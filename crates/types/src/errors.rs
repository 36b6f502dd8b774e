//! Unified error type for bridge operations

use crate::bridge::BridgeApiError;
use crate::chains::RegistryError;
use crate::providers::{ChainError, ProviderError};
use crate::transfers::{IntentValidationError, QuoteFailureReason};
use serde::{Deserialize, Serialize};
use std::fmt;
use thiserror::Error;

/// Step of an execution at which a failure occurred
#[derive(Debug, Clone, Copy, PartialEq, Eq, Hash, Serialize, Deserialize)]
#[serde(rename_all = "lowercase")]
pub enum ExecutionStage {
	Validation,
	Approval,
	Deposit,
}

impl fmt::Display for ExecutionStage {
	fn fmt(&self, f: &mut fmt::Formatter<'_>) -> fmt::Result {
		match self {
			ExecutionStage::Validation => write!(f, "validation"),
			ExecutionStage::Approval => write!(f, "approval"),
			ExecutionStage::Deposit => write!(f, "deposit"),
		}
	}
}

/// Every failure the engine surfaces to callers
#[derive(Error, Debug)]
pub enum BridgeError {
	#[error("Configuration error: {reason}")]
	Configuration { reason: String },

	#[error("Registry error: {0}")]
	Registry(#[from] RegistryError),

	#[error("Provider error: {0}")]
	Provider(#[from] ProviderError),

	#[error("Invalid transfer intent: {0}")]
	Validation(#[from] IntentValidationError),

	#[error("Chain error: {0}")]
	Chain(#[from] ChainError),

	#[error("Bridge API error: {0}")]
	BridgeApi(#[from] BridgeApiError),

	#[error("Quote rejected ({reason}): {message}")]
	QuoteRejected {
		reason: QuoteFailureReason,
		message: String,
	},

	#[error("Execution failed at {stage} stage: {cause}")]
	ExecutionFailed {
		stage: ExecutionStage,
		#[source]
		cause: Box<BridgeError>,
	},

	#[error("{operation} timed out after {timeout_ms}ms")]
	Timeout { operation: String, timeout_ms: u64 },
}

impl BridgeError {
	pub fn execution_failed(stage: ExecutionStage, cause: impl Into<BridgeError>) -> Self {
		Self::ExecutionFailed {
			stage,
			cause: Box::new(cause.into()),
		}
	}

	pub fn timeout(operation: impl Into<String>, timeout_ms: u64) -> Self {
		Self::Timeout {
			operation: operation.into(),
			timeout_ms,
		}
	}

	/// Innermost error beneath any `ExecutionFailed` wrappers
	pub fn root_cause(&self) -> &BridgeError {
		match self {
			BridgeError::ExecutionFailed { cause, .. } => cause.root_cause(),
			other => other,
		}
	}

	/// Stage of the outermost `ExecutionFailed` wrapper, if any
	pub fn stage(&self) -> Option<ExecutionStage> {
		match self {
			BridgeError::ExecutionFailed { stage, .. } => Some(*stage),
			_ => None,
		}
	}
}

pub type BridgeResult<T> = Result<T, BridgeError>;

#[cfg(test)]
mod tests {
	use super::*;

	#[test]
	fn test_root_cause_unwraps_nesting() {
		let inner = ChainError::InsufficientFunds {
			chain_id: 84532,
			reason: "gas * price + value exceeds balance".to_string(),
		};
		let err = BridgeError::execution_failed(
			ExecutionStage::Deposit,
			BridgeError::execution_failed(ExecutionStage::Approval, inner.clone()),
		);

		assert_eq!(err.stage(), Some(ExecutionStage::Deposit));
		assert!(matches!(err.root_cause(), BridgeError::Chain(e) if *e == inner));
	}

	#[test]
	fn test_display_includes_stage() {
		let err = BridgeError::execution_failed(
			ExecutionStage::Validation,
			BridgeError::QuoteRejected {
				reason: QuoteFailureReason::UnsupportedRoute,
				message: "no route".to_string(),
			},
		);
		let text = err.to_string();
		assert!(text.contains("validation stage"));
		assert!(text.contains("unsupported route"));
	}
}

--------

» TASK PROMPT
Whatever appears in the material must be set down again, word for word.

» TASK RESULT
filename crates/types/src/errors.rs
repository 36b6f502dd8b774e
//! Unified error type for bridge operations

use crate::bridge::BridgeApiError;
use crate::chains::RegistryError;
use crate::providers::{ChainError, ProviderError};
use crate::transfers::{IntentValidationError, QuoteFailureReason};
use serde::{Deserialize, Serialize};
use std::fmt;
use thiserror::Error;

/// Step of an execution at which a failure occurred
#[derive(Debug, Clone, Copy, PartialEq, Eq, Hash, Serialize, Deserialize)]
#[serde(rename_all = "lowercase")]
pub enum ExecutionStage {
	Validation,
	Approval,
	Deposit,
}

impl fmt::Display for ExecutionStage {
	fn fmt(&self, f: &mut fmt::Formatter<'_>) -> fmt::Result {
		match self {
			ExecutionStage::Validation => write!(f, "validation"),
			ExecutionStage::Approval => write!(f, "approval"),
			ExecutionStage::Deposit => write!(f, "deposit"),
		}
	}
}

/// Every failure the engine surfaces to callers
#[derive(Error, Debug)]
pub enum BridgeError {
	#[error("Configuration error: {reason}")]
	Configuration { reason: String },

	#[error("Registry error: {0}")]
	Registry(#[from] RegistryError),

	#[error("Provider error: {0}")]
	Provider(#[from] ProviderError),

	#[error("Invalid transfer intent: {0}")]
	Validation(#[from] IntentValidationError),

	#[error("Chain error: {0}")]
	Chain(#[from] ChainError),

	#[error("Bridge API error: {0}")]
	BridgeApi(#[from] BridgeApiError),

	#[error("Quote rejected ({reason}): {message}")]
	QuoteRejected {
		reason: QuoteFailureReason,
		message: String,
	},

	#[error("Execution failed at {stage} stage: {cause}")]
	ExecutionFailed {
		stage: ExecutionStage,
		#[source]
		cause: Box<BridgeError>,
	},

	#[error("{operation} timed out after {timeout_ms}ms")]
	Timeout { operation: String, timeout_ms: u64 },
}

impl BridgeError {
	pub fn execution_failed(stage: ExecutionStage, cause: impl Into<BridgeError>) -> Self {
		Self::ExecutionFailed {
			stage,
			cause: Box::new(cause.into()),
		}
	}

	pub fn timeout(operation: impl Into<String>, timeout_ms: u64) -> Self {
		Self::Timeout {
			operation: operation.into(),
			timeout_ms,
		}
	}

	/// Innermost error beneath any `ExecutionFailed` wrappers
	pub fn root_cause(&self) -> &BridgeError {
		match self {
			BridgeError::ExecutionFailed { cause, .. } => cause.root_cause(),
			other => other,
		}
	}

	/// Stage of the outermost `ExecutionFailed` wrapper, if any
	pub fn stage(&self) -> Option<ExecutionStage> {
		match self {
			BridgeError::ExecutionFailed { stage, .. } => Some(*stage),
			_ => None,
		}
	}
}

pub type BridgeResult<T> = Result<T, BridgeError>;

#[cfg(test)]
mod tests {
	use super::*;

	#[test]
	fn test_root_cause_unwraps_nesting() {
		let inner = ChainError::InsufficientFunds {
			chain_id: 84532,
			reason: "gas * price + value exceeds balance".to_string(),
		};
		let err = BridgeError::execution_failed(
			ExecutionStage::Deposit,
			BridgeError::execution_failed(ExecutionStage::Approval, inner.clone()),
		);

		assert_eq!(err.stage(), Some(ExecutionStage::Deposit));
		assert!(matches!(err.root_cause(), BridgeError::Chain(e) if *e == inner));
	}

	#[test]
	fn test_display_includes_stage() {
		let err = BridgeError::execution_failed(
			ExecutionStage::Validation,
			BridgeError::QuoteRejected {
				reason: QuoteFailureReason::UnsupportedRoute,
				message: "no route".to_string(),
			},
		);
		let text = err.to_string();
		assert!(text.contains("validation stage"));
		assert!(text.contains("unsupported route"));
	}
}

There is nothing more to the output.